Stored data:
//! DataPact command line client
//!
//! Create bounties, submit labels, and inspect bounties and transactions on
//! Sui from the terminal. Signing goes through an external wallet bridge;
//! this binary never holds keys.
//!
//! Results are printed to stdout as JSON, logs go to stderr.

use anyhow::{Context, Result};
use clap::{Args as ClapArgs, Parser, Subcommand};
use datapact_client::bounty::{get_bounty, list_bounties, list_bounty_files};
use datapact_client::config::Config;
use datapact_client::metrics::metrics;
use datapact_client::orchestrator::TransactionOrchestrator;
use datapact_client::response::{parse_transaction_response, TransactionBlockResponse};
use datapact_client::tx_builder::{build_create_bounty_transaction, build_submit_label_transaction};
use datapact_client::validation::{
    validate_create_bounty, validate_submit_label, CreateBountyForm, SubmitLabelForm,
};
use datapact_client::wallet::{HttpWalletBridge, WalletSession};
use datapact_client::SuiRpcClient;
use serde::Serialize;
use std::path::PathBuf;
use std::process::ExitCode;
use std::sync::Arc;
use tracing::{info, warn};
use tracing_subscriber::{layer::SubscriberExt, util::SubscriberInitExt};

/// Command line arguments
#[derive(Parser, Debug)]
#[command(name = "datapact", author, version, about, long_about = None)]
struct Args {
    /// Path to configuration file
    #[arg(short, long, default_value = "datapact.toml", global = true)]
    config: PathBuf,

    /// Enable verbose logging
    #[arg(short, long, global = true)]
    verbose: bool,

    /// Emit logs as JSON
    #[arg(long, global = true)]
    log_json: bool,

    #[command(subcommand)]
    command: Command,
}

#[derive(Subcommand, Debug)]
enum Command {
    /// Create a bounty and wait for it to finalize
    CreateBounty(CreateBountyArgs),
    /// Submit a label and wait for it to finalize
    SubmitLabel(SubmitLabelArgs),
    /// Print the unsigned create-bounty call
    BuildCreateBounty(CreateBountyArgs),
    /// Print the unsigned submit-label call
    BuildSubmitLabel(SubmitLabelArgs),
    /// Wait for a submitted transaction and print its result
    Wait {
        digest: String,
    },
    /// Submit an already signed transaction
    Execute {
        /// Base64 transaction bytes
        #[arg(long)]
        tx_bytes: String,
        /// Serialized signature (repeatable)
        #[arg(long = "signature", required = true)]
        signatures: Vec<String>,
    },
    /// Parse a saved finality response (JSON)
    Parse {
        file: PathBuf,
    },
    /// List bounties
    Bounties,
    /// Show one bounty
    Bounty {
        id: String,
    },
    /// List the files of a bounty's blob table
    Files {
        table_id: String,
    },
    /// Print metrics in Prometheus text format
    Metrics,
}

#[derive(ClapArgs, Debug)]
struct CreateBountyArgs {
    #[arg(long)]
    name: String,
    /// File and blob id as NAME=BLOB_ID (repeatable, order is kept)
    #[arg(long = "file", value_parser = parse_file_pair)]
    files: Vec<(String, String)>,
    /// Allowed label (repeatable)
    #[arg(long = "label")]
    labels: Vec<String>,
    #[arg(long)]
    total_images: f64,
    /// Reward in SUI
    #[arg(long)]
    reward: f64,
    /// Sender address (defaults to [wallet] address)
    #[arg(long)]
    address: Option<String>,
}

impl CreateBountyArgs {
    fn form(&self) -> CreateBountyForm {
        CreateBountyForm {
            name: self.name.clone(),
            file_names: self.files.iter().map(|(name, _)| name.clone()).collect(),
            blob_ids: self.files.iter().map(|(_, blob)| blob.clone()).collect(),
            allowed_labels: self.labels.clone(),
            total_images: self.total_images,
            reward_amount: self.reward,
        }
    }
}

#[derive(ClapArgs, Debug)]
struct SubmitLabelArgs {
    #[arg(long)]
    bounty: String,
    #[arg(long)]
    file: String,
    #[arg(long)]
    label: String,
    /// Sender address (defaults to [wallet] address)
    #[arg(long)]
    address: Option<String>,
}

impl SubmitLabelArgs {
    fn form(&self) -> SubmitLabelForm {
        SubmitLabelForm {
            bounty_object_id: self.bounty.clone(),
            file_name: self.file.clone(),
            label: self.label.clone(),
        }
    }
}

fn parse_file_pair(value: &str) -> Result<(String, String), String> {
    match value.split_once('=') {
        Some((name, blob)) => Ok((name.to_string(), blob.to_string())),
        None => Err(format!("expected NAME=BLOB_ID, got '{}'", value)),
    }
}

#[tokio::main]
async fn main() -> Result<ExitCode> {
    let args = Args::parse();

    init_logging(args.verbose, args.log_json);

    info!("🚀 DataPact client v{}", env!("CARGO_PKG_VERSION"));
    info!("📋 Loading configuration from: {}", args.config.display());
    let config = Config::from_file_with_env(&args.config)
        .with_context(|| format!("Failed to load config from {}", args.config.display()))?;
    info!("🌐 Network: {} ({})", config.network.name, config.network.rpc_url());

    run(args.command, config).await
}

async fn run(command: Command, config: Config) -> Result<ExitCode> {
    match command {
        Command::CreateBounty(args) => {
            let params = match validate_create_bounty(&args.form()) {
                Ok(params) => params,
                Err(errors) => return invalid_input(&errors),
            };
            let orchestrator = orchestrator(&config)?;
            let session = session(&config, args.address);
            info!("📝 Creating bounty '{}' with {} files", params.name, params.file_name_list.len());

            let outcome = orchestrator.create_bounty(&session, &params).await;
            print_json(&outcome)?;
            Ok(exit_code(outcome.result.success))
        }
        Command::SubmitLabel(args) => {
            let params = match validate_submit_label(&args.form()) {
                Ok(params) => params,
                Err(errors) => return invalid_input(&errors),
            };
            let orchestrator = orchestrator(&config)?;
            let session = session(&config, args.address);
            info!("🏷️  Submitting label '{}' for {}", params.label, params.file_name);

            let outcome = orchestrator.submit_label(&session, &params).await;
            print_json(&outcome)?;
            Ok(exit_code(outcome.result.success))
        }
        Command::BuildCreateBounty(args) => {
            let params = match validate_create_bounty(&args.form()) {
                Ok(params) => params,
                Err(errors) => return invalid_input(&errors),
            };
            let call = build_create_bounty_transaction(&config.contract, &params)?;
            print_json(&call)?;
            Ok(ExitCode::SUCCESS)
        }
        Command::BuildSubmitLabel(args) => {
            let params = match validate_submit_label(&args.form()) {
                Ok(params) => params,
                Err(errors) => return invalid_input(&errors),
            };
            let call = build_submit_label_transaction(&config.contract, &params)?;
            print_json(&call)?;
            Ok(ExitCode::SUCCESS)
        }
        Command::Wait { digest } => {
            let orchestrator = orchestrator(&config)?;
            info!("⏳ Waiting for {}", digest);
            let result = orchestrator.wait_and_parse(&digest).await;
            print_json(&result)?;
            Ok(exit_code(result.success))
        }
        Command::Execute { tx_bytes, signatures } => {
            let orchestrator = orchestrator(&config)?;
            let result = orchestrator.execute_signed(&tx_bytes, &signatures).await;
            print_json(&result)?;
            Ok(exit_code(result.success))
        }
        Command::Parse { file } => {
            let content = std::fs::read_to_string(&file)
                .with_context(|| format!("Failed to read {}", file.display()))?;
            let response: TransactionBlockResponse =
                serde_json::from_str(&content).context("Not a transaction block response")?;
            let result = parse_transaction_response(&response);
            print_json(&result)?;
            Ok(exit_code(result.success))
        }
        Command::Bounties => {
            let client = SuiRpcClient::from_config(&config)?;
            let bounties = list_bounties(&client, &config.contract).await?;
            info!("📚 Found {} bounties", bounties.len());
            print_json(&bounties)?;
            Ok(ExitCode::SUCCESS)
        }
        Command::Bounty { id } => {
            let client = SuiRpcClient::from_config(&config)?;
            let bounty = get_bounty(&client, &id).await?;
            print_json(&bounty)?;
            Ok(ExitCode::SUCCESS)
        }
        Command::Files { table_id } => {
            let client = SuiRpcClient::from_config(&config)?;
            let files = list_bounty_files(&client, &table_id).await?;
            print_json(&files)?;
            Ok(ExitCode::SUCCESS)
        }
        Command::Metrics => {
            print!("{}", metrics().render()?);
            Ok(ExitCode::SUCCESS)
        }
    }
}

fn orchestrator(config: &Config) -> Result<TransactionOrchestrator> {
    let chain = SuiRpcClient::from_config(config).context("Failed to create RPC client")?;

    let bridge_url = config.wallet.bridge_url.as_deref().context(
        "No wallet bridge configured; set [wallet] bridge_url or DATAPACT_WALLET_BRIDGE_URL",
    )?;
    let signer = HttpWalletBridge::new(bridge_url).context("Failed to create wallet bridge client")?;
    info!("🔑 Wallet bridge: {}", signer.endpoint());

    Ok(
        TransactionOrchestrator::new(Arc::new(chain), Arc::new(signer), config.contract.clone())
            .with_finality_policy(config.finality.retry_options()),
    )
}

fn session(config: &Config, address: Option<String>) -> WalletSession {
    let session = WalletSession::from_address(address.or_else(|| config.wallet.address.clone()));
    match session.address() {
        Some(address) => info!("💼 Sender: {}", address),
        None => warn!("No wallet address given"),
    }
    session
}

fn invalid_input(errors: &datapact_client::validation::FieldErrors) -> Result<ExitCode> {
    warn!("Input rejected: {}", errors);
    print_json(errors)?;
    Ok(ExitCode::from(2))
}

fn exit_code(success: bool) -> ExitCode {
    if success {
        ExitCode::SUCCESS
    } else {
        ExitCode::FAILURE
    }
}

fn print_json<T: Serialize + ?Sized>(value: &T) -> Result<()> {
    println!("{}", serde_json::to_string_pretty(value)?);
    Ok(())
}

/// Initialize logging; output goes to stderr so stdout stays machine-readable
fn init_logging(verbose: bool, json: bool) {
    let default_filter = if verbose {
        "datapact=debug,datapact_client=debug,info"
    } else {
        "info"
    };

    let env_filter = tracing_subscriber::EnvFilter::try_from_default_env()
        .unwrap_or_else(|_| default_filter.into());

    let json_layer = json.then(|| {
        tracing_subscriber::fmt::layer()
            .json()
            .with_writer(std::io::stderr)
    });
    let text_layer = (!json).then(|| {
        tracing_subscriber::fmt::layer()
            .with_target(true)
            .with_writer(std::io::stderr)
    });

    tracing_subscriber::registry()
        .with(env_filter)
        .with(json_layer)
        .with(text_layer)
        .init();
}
==
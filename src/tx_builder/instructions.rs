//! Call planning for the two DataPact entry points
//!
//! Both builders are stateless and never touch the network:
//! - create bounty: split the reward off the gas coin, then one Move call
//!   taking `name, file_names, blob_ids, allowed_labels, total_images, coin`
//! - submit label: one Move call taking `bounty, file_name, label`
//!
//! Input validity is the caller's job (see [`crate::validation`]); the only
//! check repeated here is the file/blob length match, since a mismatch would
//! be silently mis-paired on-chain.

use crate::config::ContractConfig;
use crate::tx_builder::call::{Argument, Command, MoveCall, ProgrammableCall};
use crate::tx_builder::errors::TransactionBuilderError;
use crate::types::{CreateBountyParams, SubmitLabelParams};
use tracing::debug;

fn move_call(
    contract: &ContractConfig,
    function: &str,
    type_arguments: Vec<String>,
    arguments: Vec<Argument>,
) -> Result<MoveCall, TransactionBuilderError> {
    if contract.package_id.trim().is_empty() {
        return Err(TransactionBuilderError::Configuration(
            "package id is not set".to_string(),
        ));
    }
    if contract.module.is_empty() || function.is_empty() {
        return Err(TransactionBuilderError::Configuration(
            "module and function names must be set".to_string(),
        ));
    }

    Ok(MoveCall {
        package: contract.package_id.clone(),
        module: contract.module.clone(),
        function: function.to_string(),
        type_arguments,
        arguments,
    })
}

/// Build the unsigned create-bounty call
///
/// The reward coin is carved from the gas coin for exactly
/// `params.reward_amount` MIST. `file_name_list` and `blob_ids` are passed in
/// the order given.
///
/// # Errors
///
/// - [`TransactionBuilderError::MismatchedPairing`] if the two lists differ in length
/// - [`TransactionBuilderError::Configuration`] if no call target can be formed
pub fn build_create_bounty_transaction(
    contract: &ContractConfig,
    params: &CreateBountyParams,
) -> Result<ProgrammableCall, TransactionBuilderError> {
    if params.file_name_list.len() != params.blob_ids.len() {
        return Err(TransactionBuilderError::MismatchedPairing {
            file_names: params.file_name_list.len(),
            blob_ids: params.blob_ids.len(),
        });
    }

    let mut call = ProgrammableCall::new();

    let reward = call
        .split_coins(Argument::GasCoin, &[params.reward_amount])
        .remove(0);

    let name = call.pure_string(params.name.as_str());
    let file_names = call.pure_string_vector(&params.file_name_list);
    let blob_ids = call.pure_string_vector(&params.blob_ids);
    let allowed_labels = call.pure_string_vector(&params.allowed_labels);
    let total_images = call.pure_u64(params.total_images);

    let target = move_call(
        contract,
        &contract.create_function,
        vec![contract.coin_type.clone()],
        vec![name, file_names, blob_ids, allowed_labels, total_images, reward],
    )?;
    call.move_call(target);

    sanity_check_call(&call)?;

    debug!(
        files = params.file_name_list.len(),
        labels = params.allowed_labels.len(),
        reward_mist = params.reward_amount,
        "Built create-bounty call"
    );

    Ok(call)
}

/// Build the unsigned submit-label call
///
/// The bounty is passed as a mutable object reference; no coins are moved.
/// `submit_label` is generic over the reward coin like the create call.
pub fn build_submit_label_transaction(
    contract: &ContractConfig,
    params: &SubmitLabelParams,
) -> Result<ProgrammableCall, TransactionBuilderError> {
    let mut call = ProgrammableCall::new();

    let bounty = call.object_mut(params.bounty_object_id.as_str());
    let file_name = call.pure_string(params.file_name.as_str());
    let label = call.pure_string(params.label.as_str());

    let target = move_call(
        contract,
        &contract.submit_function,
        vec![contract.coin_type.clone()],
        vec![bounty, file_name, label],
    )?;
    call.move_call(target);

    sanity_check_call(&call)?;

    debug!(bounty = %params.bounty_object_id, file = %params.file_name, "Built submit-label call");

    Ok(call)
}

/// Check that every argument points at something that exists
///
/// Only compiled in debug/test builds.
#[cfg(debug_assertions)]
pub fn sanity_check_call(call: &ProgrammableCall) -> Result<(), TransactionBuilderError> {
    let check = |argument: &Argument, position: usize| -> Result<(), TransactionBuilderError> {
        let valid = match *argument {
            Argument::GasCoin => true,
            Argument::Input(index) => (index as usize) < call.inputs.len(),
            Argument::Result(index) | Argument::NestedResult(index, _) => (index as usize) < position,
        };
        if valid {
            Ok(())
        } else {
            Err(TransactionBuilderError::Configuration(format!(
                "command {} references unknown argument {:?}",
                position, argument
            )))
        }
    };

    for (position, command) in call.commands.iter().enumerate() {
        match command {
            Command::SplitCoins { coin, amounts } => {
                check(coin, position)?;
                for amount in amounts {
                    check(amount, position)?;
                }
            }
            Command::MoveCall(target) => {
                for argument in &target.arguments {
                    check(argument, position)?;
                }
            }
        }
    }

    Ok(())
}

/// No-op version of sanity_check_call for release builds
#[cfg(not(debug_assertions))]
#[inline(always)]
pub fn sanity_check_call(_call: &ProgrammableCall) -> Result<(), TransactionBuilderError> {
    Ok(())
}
==
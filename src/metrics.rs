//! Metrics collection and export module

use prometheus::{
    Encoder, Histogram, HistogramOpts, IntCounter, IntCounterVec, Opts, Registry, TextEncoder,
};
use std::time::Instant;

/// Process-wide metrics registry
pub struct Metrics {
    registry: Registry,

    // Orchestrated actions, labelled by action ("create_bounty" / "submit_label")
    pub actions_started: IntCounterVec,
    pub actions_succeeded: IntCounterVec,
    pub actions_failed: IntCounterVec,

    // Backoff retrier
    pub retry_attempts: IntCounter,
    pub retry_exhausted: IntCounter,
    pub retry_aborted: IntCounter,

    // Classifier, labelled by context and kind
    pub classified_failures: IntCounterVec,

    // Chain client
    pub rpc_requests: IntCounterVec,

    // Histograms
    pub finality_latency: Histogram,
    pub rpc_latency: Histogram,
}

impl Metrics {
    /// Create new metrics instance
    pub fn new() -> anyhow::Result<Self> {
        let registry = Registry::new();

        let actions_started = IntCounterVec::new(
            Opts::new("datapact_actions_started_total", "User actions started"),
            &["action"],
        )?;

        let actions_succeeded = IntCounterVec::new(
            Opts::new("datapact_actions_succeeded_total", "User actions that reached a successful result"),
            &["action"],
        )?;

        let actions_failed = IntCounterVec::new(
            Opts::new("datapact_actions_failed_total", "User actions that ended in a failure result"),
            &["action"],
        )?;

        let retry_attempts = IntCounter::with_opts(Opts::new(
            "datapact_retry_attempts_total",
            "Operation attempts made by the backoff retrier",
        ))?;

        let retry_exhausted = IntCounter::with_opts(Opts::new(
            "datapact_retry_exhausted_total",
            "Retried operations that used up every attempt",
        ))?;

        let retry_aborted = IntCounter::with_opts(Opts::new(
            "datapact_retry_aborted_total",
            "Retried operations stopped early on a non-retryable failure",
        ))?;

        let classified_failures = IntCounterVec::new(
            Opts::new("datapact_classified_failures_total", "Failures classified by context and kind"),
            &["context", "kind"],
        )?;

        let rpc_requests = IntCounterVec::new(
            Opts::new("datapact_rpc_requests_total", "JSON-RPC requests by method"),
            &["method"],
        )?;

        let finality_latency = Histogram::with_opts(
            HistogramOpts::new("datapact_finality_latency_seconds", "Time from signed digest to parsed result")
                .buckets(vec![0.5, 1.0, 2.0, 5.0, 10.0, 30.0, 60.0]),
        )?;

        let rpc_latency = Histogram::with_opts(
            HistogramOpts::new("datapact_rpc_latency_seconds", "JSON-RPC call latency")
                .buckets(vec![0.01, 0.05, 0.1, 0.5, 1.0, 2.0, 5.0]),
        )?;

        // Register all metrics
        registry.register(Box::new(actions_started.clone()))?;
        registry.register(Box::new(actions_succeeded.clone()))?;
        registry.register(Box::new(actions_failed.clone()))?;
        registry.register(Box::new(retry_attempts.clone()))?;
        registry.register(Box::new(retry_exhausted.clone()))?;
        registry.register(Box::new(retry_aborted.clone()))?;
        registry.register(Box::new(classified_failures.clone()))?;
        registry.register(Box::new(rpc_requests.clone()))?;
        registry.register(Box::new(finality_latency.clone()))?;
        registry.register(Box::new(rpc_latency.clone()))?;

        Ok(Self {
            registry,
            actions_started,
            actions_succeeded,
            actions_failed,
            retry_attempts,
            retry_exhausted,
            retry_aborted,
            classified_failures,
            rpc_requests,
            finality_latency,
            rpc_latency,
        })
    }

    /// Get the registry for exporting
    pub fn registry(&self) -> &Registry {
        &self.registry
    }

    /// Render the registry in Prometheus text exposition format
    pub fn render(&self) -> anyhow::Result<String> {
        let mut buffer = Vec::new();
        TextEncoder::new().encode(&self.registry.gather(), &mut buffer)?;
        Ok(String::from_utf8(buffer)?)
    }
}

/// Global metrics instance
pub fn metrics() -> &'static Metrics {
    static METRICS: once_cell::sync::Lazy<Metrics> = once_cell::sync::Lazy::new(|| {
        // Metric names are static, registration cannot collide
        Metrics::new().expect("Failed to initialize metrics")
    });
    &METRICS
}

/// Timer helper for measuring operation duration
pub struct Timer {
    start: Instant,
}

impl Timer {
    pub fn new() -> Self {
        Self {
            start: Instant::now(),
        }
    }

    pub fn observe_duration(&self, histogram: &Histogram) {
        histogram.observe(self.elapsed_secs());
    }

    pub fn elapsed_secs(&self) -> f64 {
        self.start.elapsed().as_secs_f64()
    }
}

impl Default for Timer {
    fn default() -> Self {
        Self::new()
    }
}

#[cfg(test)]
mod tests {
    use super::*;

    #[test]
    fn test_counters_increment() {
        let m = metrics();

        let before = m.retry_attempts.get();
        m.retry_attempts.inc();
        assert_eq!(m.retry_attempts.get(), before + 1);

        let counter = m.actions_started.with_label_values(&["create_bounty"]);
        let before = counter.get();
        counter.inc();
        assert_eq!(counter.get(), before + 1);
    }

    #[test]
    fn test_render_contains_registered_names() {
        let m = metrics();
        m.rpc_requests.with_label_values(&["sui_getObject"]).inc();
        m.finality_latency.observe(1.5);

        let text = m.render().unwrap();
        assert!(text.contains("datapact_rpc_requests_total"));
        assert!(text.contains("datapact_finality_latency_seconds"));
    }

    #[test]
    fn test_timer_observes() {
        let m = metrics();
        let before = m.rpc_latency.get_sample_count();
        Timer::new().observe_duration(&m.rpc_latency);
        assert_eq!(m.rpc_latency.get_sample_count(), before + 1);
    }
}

▸ Directions:
Above are the entries. Quote exactly the lines from the one bearing "let bounty = call.object_mut(params.bounty_object_id.as_str());" through the one bearing "let valid = match".

▸ Result below:
    let bounty = call.object_mut(params.bounty_object_id.as_str());
    let file_name = call.pure_string(params.file_name.as_str());
    let label = call.pure_string(params.label.as_str());

    let target = move_call(
        contract,
        &contract.submit_function,
        vec![contract.coin_type.clone()],
        vec![bounty, file_name, label],
    )?;
    call.move_call(target);

    sanity_check_call(&call)?;

    debug!(bounty = %params.bounty_object_id, file = %params.file_name, "Built submit-label call");

    Ok(call)
}

/// Check that every argument points at something that exists
///
/// Only compiled in debug/test builds.
#[cfg(debug_assertions)]
pub fn sanity_check_call(call: &ProgrammableCall) -> Result<(), TransactionBuilderError> {
    let check = |argument: &Argument, position: usize| -> Result<(), TransactionBuilderError> {
        let valid = match *argument {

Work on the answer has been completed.